We’d carry the bowls of food, plates and dishes and utensils to the picnic table – via that roundabout route I described earlier – in our grubby hands. We also utilized a couple of weathered metal trays, one of which was particularly battle-worn, light green with streaks of rust showing through where the enamel was rubbed thin from use.

With our hands full we became adept at opening the doors along the way with bare feet or an elbow or a head held just so. The cantankerous screen door at the back stoop was the last bastion to negotiate and to do so required deft footwork as well as a fully extended pinky finger to operate the latch. We of course were expert at it from young ages.

Almost home free with our burden, we merely had to breeze across the back porch, down the last few stairs of crumbling concrete to the yard and across the grass. By the way, that cement slab porch was often inhabited and traversed by garden slugs, and as a bonus nature encounter it wasn’t unusual for one of us – since we couldn’t see too well over our trays – to step on one of the gooey, sticky creatures with feet that didn’t see shoes for at least three months of the year. All this time later I still feel like I’m trying to get that stuff off the soles of my feet.

Then as now I loved the feel of the fresh evening air, the open sky overhead. The breeze, whether barely perceptible or hair-tousling. The clouds continually changing shape, decaying as the day’s heat dissipated, passing silently overhead. That evening sky in mute testimony to the shenanigans at the picnic table below.

We always had at least one cat when I was growing up, sometimes two or three, and of course they would be in attendance at our daily picnics. The cats were opportunistic eaters, and if in the course of bringing the food to the table we left it briefly unattended, the cats would naturally help themselves. “Inky!” “Lincoln!” “Scram!”

And we had dogs too, if you include all the neighbor’s canines which would regularly pass through the yard as we ate. Dogs were free to roam then, don’t forget. Louie the hound, Penny the collie, and Happy the cocker spaniel were but a few of our canine friends.
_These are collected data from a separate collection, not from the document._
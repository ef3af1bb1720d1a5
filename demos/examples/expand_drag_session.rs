// Copyright 2025 the Understory Authors
// SPDX-License-Identifier: Apache-2.0 OR MIT

//! A simulated drag session over laid-out rows.
//!
//! Pointer samples are classified into drop zones with the kurbo adapter, fed into the
//! driver as snapshots, and the host loop ticks the debounce controller between samples.
//! The configuration is loaded from TOML, with a shorter delay than the default.
//!
//! Run:
//! - `RUST_LOG=debug cargo run -p understory_demos --example expand_drag_session`

use core::time::Duration;

use kurbo::{Point, Rect};
use tracing_subscriber::EnvFilter;
use understory_expand::adapters::zone::drop_zone_at;
use understory_expand::config::ExpandConfig;
use understory_expand::driver::HoverExpand;
use understory_expand::types::{AlertKind, HoverSnapshot, RootedView, SnapshotStore};

const CONFIG: &str = r#"
delay_ms = 300
suppress_alerts = "DELETE_DROP_HINT | COPY_ONE_DROP_HINT"
"#;

const ROW_HEIGHT: f64 = 24.0;
const GAP: f64 = 6.0;

/// Visible rows, top to bottom: (path, indent level).
fn rows() -> Vec<(Vec<u32>, f64)> {
    vec![
        (vec![1, 2], 0.0),
        (vec![1, 2, 3], 1.0),
        (vec![1, 2, 3, 4], 2.0),
        (vec![1, 5], 0.0),
    ]
}

fn row_rect(index: usize, indent: f64) -> Rect {
    let y = index as f64 * (ROW_HEIGHT + GAP);
    Rect::new(indent * 16.0, y, 300.0, y + ROW_HEIGHT)
}

/// Find the row and zone under `pt`.
fn hover_at(pt: Point) -> Option<(Vec<u32>, understory_expand::types::DropZone)> {
    rows()
        .into_iter()
        .enumerate()
        .find_map(|(i, (path, indent))| drop_zone_at(row_rect(i, indent), pt, GAP).map(|z| (path, z)))
}

fn main() {
    tracing_subscriber::fmt()
        .with_env_filter(EnvFilter::from_default_env())
        .init();

    let config = match ExpandConfig::from_toml_str(CONFIG) {
        Ok(config) => config,
        Err(err) => {
            eprintln!("invalid config: {err}");
            return;
        }
    };

    // The cursor sits on node 4; node 1 is collapsed out of view above it.
    let mut doc = RootedView::new();
    doc.set_hidden_above_cursor(1);
    let mut expand = HoverExpand::with_config(doc, &config);
    let mut store = SnapshotStore::new(HoverSnapshot {
        cursor: Some(vec![1, 2, 3, 4]),
        drag_in_progress: true,
        ..HoverSnapshot::default()
    });

    // (time ms, pointer, alert)
    let samples = [
        (0, Point::new(120.0, 70.0), None),
        (100, Point::new(120.0, 40.0), None),
        (250, Point::new(120.0, 45.0), None),
        (450, Point::new(120.0, 45.0), None),
        (500, Point::new(60.0, 10.0), None),
        (900, Point::new(60.0, 10.0), Some(AlertKind::DELETE_DROP_HINT)),
        (1_000, Point::new(60.0, 200.0), None),
    ];

    for (t, pt, alert) in samples {
        let now = Duration::from_millis(t);
        match hover_at(pt) {
            Some((path, zone)) => {
                store.state.hovering_path = Some(path);
                store.state.hover_zone = Some(zone);
            }
            None => {
                store.state.hovering_path = None;
                store.state.hover_zone = None;
            }
        }
        store.state.alert = alert;

        let ran = expand.update(&mut store, now);
        let fired = expand.tick(&mut store, now);
        tracing::info!(
            t,
            hovering = ?store.state.hovering_path,
            zone = ?store.state.hover_zone,
            ?ran,
            ?fired,
            expanded = ?store.state.expand_hover_top_path,
            "sample"
        );
    }

    store.state.drag_in_progress = false;
    let ran = expand.update(&mut store, Duration::from_millis(1_100));
    tracing::info!(?ran, expanded = ?store.state.expand_hover_top_path, "drop");

    println!("== Dispatched ==");
    for signal in &store.dispatched {
        println!("  {:?}", signal.path);
    }
}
On the menu for our backyard picnics was anything fairly cheap and easy to fix. After all, what I’m describing is not “al fresco,” it was “eating on a splintery picnic table in the backyard.” My mom had neither the inclination nor the time to expend on more elaborate victuals, and of course we were happy anyway.

Accordingly. we ate canned spaghetti, macaroni and cheese, jars of applesauce, Shake n’ Bake pork chops, frozen peas boiled, sweet potatoes, canned beans. Oh and lots of instant mashed potatoes – now there’s an ingenious invention. And usually Rainbow sliced white bread spread with oleo margarine. Milk for the kids, iced tea for my parents. In the summer, fragrant mint grew luxuriantly along the tiny creek that trickled gently through the back edge of our yard, and one of us kids would daily fetch some it for the tea.

At our backyard perch we could hear lots of other goings on besides our own talking and giggling. Songs of birds and the buzz of bees, for starters. And there were usually dogs barking, and a basketball being dribbled and bounced against the backboard at the end of the Fisher’s driveway. Squeals of kids playing, the ones whose moms had not yet called them home for dinner – or supper as the case may be. And yes we’d hear moms making those calls. “Suzy!” “Blair!” “Tyler!” “Bobby!” “Suuupperrrrtimmme!”

For lots of American families at the time the dinner table was the one place where everyone got together everyday. It was kind of the center of family life. It’s not the same today – so many other distractions including the crazy number of extracurricular activities available. Gosh I feel lucky to have had the experience I had – the fun, the closeness, the security of my family around that table.

As time went on I realized how unique were those daily backyard picnics and how affirming they were to me and my family. They were a source of sustenance for me in a lot more ways than one, that’s for sure.